→ **TASK DIRECTIONS**: Check every line of the entries below for the word "cursor", and copy the ones that have it.

[Stored items]

━━━━━━━━━━

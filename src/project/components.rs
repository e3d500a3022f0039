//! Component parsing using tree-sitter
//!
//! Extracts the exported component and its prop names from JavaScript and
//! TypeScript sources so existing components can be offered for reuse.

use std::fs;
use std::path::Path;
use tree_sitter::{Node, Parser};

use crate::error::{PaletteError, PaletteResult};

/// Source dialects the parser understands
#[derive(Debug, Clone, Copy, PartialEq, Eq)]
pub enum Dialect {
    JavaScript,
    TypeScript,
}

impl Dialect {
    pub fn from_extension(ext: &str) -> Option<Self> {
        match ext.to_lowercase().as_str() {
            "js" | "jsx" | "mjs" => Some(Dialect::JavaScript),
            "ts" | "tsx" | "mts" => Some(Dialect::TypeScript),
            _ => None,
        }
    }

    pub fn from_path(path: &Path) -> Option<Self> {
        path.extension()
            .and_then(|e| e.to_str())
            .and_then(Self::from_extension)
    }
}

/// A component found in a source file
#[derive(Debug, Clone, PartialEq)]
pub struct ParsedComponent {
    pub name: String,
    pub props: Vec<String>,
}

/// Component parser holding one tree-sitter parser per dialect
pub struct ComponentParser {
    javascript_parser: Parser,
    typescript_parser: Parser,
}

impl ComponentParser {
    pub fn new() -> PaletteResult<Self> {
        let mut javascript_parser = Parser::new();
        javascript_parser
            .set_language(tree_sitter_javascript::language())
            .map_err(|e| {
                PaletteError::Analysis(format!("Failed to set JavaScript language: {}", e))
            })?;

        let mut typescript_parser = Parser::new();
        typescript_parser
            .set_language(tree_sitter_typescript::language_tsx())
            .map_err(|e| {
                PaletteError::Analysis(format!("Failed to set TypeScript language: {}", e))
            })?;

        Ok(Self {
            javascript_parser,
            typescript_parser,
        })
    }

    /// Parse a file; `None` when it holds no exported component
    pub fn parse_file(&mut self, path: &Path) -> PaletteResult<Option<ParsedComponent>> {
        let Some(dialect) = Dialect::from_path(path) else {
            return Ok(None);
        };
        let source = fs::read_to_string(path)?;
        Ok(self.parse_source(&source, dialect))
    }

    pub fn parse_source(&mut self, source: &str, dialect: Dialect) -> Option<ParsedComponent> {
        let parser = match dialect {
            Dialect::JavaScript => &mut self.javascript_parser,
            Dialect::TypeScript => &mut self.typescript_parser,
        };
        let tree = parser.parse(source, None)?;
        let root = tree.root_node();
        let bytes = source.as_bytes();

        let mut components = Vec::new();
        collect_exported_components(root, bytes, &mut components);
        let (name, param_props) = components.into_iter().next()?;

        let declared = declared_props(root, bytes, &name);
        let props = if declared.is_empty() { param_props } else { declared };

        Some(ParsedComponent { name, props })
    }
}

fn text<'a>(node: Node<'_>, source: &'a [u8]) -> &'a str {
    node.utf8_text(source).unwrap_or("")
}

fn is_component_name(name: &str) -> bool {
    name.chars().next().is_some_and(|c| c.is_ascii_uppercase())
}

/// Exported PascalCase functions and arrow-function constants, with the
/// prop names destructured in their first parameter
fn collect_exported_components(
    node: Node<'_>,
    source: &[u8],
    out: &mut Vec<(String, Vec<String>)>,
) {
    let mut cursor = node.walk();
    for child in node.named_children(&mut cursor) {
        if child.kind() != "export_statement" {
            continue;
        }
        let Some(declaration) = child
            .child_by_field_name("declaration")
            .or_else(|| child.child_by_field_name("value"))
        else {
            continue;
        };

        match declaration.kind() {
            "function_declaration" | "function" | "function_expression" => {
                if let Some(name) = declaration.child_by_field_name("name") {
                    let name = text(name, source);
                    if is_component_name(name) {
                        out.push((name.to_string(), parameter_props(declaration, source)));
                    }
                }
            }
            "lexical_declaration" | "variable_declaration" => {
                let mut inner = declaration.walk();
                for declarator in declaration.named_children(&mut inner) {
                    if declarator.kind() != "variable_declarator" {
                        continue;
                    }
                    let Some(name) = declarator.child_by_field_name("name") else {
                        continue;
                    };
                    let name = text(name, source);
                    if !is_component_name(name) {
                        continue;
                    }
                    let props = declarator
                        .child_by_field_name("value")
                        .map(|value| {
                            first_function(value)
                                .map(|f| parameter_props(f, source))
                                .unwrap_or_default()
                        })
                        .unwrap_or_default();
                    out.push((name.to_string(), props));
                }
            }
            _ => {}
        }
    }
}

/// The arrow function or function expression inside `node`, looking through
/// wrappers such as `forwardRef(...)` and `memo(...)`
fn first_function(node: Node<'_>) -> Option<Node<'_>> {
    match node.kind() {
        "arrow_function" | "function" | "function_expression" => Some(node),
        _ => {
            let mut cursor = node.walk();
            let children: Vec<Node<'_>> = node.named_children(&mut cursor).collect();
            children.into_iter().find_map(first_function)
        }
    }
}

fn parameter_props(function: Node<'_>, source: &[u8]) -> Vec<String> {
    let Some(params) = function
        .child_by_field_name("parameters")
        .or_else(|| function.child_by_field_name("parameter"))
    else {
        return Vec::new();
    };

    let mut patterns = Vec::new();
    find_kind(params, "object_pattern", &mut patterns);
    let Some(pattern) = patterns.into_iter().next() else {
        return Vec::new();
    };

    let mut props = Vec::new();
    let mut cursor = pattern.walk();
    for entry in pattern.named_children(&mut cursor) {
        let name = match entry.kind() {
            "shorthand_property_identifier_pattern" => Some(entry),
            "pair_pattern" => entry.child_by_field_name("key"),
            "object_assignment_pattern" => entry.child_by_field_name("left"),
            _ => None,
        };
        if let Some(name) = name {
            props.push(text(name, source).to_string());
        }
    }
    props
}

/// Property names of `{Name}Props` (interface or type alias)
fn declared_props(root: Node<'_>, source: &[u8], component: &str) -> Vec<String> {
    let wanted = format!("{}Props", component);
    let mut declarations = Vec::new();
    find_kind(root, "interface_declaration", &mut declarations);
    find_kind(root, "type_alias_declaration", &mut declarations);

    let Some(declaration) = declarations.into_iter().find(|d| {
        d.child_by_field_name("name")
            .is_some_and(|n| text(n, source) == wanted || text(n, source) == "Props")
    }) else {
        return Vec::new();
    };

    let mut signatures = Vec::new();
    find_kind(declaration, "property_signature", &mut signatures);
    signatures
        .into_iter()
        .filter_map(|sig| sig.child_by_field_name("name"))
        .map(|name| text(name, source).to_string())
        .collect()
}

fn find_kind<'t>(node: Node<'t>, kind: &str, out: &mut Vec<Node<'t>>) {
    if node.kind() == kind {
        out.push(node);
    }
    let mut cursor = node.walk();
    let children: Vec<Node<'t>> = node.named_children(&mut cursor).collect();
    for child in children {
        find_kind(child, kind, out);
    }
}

━━━━━━━━━━

→ **WRITTEN SOLUTION**:
    let mut cursor = node.walk();
    for child in node.named_children(&mut cursor) {
            let mut cursor = node.walk();
            let children: Vec<Node<'_>> = node.named_children(&mut cursor).collect();
    let mut cursor = pattern.walk();
    for entry in pattern.named_children(&mut cursor) {
    let mut cursor = node.walk();
    let children: Vec<Node<'t>> = node.named_children(&mut cursor).collect();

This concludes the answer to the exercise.